Provided records

○ ○ ○ ○

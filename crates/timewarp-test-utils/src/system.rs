//! An in-memory [`System`] with deterministic results.

use std::collections::{BTreeMap, BTreeSet, HashMap};
use std::io::{IoSlice, IoSliceMut};

use rand_chacha::rand_core::{RngCore, SeedableRng};
use rand_chacha::ChaCha8Rng;
use timewarp_core::wasi::{
    Advice, ClockId, DirCookie, ExitCode, FdFlags, FileDelta, FileSize, FileType, FstFlags,
    LookupFlags, OpenFlags, Protocol, ProtocolFamily, RiFlags, Rights, RoFlags, SdFlags,
    SiFlags, Signal, SocketOption, SocketType, Timestamp, Whence,
};
use timewarp_core::{
    Errno, Event, Fd, FdStat, FileStat, PreStat, SocketAddress, Subscription, SubscriptionKind,
    Syscall, SyscallResult, System,
};

pub const FILETYPE_CHARACTER_DEVICE: FileType = 2;
pub const FILETYPE_DIRECTORY: FileType = 3;
pub const FILETYPE_REGULAR_FILE: FileType = 4;
pub const FILETYPE_SOCKET_STREAM: FileType = 6;

pub const OFLAGS_CREAT: OpenFlags = 1;
pub const OFLAGS_DIRECTORY: OpenFlags = 2;
pub const OFLAGS_EXCL: OpenFlags = 4;
pub const OFLAGS_TRUNC: OpenFlags = 8;

/// Descriptor of the preopened root directory.
pub const ROOT_FD: Fd = Fd(3);

/// Nanoseconds the mock clock advances per `clock_time_get`.
pub const CLOCK_STEP: Timestamp = 1_000_000;

const CLOCK_RESOLUTION: Timestamp = 1_000;
const EPHEMERAL_PORT: u16 = 49152;

enum Entry {
    Stdio,
    Dir,
    File { path: String, pos: u64 },
    Socket(Socket),
}

#[derive(Default)]
struct Socket {
    local: SocketAddress,
    peer: SocketAddress,
    inbox: Vec<u8>,
    outbox: Vec<u8>,
    options: HashMap<(u32, SocketOption), i32>,
}

/// Deterministic in-memory system.
///
/// Two mocks built the same way return the same results for the same
/// call sequence: randomness comes from a seeded [`ChaCha8Rng`], the clock
/// advances by [`CLOCK_STEP`] per read, and descriptors are allocated in
/// order. Every call is logged in [`calls`](Self::calls).
pub struct MockSystem {
    rng: ChaCha8Rng,
    clock: Timestamp,
    args: Vec<String>,
    env: Vec<String>,
    stdin: Vec<u8>,
    stdin_pos: usize,
    stdout: Vec<u8>,
    stderr: Vec<u8>,
    entries: BTreeMap<u32, Entry>,
    next_fd: u32,
    files: BTreeMap<String, Vec<u8>>,
    dirs: BTreeSet<String>,
    links: BTreeMap<String, String>,
    network: Vec<u8>,
    next_port: u16,
    exit_code: Option<ExitCode>,
    calls: Vec<Syscall>,
    closed: bool,
}

impl MockSystem {
    pub fn new(seed: u64) -> Self {
        let mut entries = BTreeMap::new();
        for fd in [Fd::STDIN, Fd::STDOUT, Fd::STDERR] {
            entries.insert(fd.0, Entry::Stdio);
        }
        entries.insert(ROOT_FD.0, Entry::Dir);
        Self {
            rng: ChaCha8Rng::seed_from_u64(seed),
            clock: 0,
            args: Vec::new(),
            env: Vec::new(),
            stdin: Vec::new(),
            stdin_pos: 0,
            stdout: Vec::new(),
            stderr: Vec::new(),
            entries,
            next_fd: ROOT_FD.0 + 1,
            files: BTreeMap::new(),
            dirs: BTreeSet::new(),
            links: BTreeMap::new(),
            network: Vec::new(),
            next_port: EPHEMERAL_PORT,
            exit_code: None,
            calls: Vec::new(),
            closed: false,
        }
    }

    pub fn with_args<I: IntoIterator<Item = S>, S: Into<String>>(mut self, args: I) -> Self {
        self.args = args.into_iter().map(Into::into).collect();
        self
    }

    pub fn with_env<I: IntoIterator<Item = S>, S: Into<String>>(mut self, env: I) -> Self {
        self.env = env.into_iter().map(Into::into).collect();
        self
    }

    pub fn with_stdin(mut self, data: impl Into<Vec<u8>>) -> Self {
        self.stdin = data.into();
        self
    }

    /// Add a file under the root directory.
    pub fn with_file(mut self, path: impl Into<String>, data: impl Into<Vec<u8>>) -> Self {
        self.files.insert(path.into(), data.into());
        self
    }

    /// Bytes delivered to the next connected or accepted socket.
    pub fn with_network_input(mut self, data: impl Into<Vec<u8>>) -> Self {
        self.network = data.into();
        self
    }

    pub fn stdout(&self) -> &[u8] {
        &self.stdout
    }

    pub fn stderr(&self) -> &[u8] {
        &self.stderr
    }

    pub fn file(&self, path: &str) -> Option<&[u8]> {
        self.files.get(path).map(Vec::as_slice)
    }

    /// Bytes sent on a socket.
    pub fn sent(&self, fd: Fd) -> Option<&[u8]> {
        match self.entries.get(&fd.0) {
            Some(Entry::Socket(s)) => Some(&s.outbox),
            _ => None,
        }
    }

    pub fn exit_code(&self) -> Option<ExitCode> {
        self.exit_code
    }

    /// Every call made so far, in order.
    pub fn calls(&self) -> &[Syscall] {
        &self.calls
    }

    pub fn is_closed(&self) -> bool {
        self.closed
    }

    fn log(&mut self, syscall: Syscall) {
        self.calls.push(syscall);
    }

    fn allocate(&mut self, entry: Entry) -> Fd {
        let fd = self.next_fd;
        self.next_fd += 1;
        self.entries.insert(fd, entry);
        Fd(fd)
    }

    fn entry(&self, fd: Fd) -> SyscallResult<&Entry> {
        self.entries.get(&fd.0).ok_or(Errno::BADF.into())
    }

    fn socket(&mut self, fd: Fd) -> SyscallResult<&mut Socket> {
        match self.entries.get_mut(&fd.0) {
            Some(Entry::Socket(s)) => Ok(s),
            Some(_) => Err(Errno::NOTSUP.into()),
            None => Err(Errno::BADF.into()),
        }
    }

    fn dir(&self, fd: Fd) -> SyscallResult<()> {
        match self.entry(fd)? {
            Entry::Dir => Ok(()),
            _ => Err(Errno::NOTDIR.into()),
        }
    }

    fn open_file(&mut self, fd: Fd) -> SyscallResult<(String, u64)> {
        match self.entry(fd)? {
            Entry::File { path, pos } => Ok((path.clone(), *pos)),
            Entry::Dir => Err(Errno::ISDIR.into()),
            _ => Err(Errno::SPIPE.into()),
        }
    }

    fn set_pos(&mut self, fd: Fd, new: u64) {
        if let Some(Entry::File { pos, .. }) = self.entries.get_mut(&fd.0) {
            *pos = new;
        }
    }

    fn read_at(&self, path: &str, offset: u64, iovs: &mut [IoSliceMut<'_>]) -> usize {
        let data = self.files.get(path).map(Vec::as_slice).unwrap_or_default();
        let start = (offset as usize).min(data.len());
        scatter(&data[start..], iovs)
    }

    fn write_at(&mut self, path: &str, offset: u64, iovs: &[IoSlice<'_>]) -> usize {
        let data = self.files.entry(path.to_owned()).or_default();
        let mut at = offset as usize;
        for iov in iovs {
            if data.len() < at + iov.len() {
                data.resize(at + iov.len(), 0);
            }
            data[at..at + iov.len()].copy_from_slice(iov);
            at += iov.len();
        }
        at - offset as usize
    }

    fn file_stat(&self, path: &str) -> SyscallResult<FileStat> {
        if self.dirs.contains(path) {
            return Ok(FileStat {
                file_type: FILETYPE_DIRECTORY,
                nlink: 1,
                ..FileStat::default()
            });
        }
        let data = self.files.get(path).ok_or(Errno::NOENT)?;
        Ok(FileStat {
            ino: self.files.keys().position(|p| p == path).unwrap_or(0) as u64 + 1,
            file_type: FILETYPE_REGULAR_FILE,
            nlink: 1,
            size: data.len() as u64,
            ..FileStat::default()
        })
    }

    fn next_address(&mut self) -> SocketAddress {
        let port = self.next_port;
        self.next_port = self.next_port.wrapping_add(1);
        SocketAddress::Inet {
            addr: [127, 0, 0, 1],
            port,
        }
    }
}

○ ○ ○ ○

Exercise aim
Check the listing above for lines containing the string "start", and copy each one.

Response to this exercise
        let start = (offset as usize).min(data.len());
        scatter(&data[start..], iovs)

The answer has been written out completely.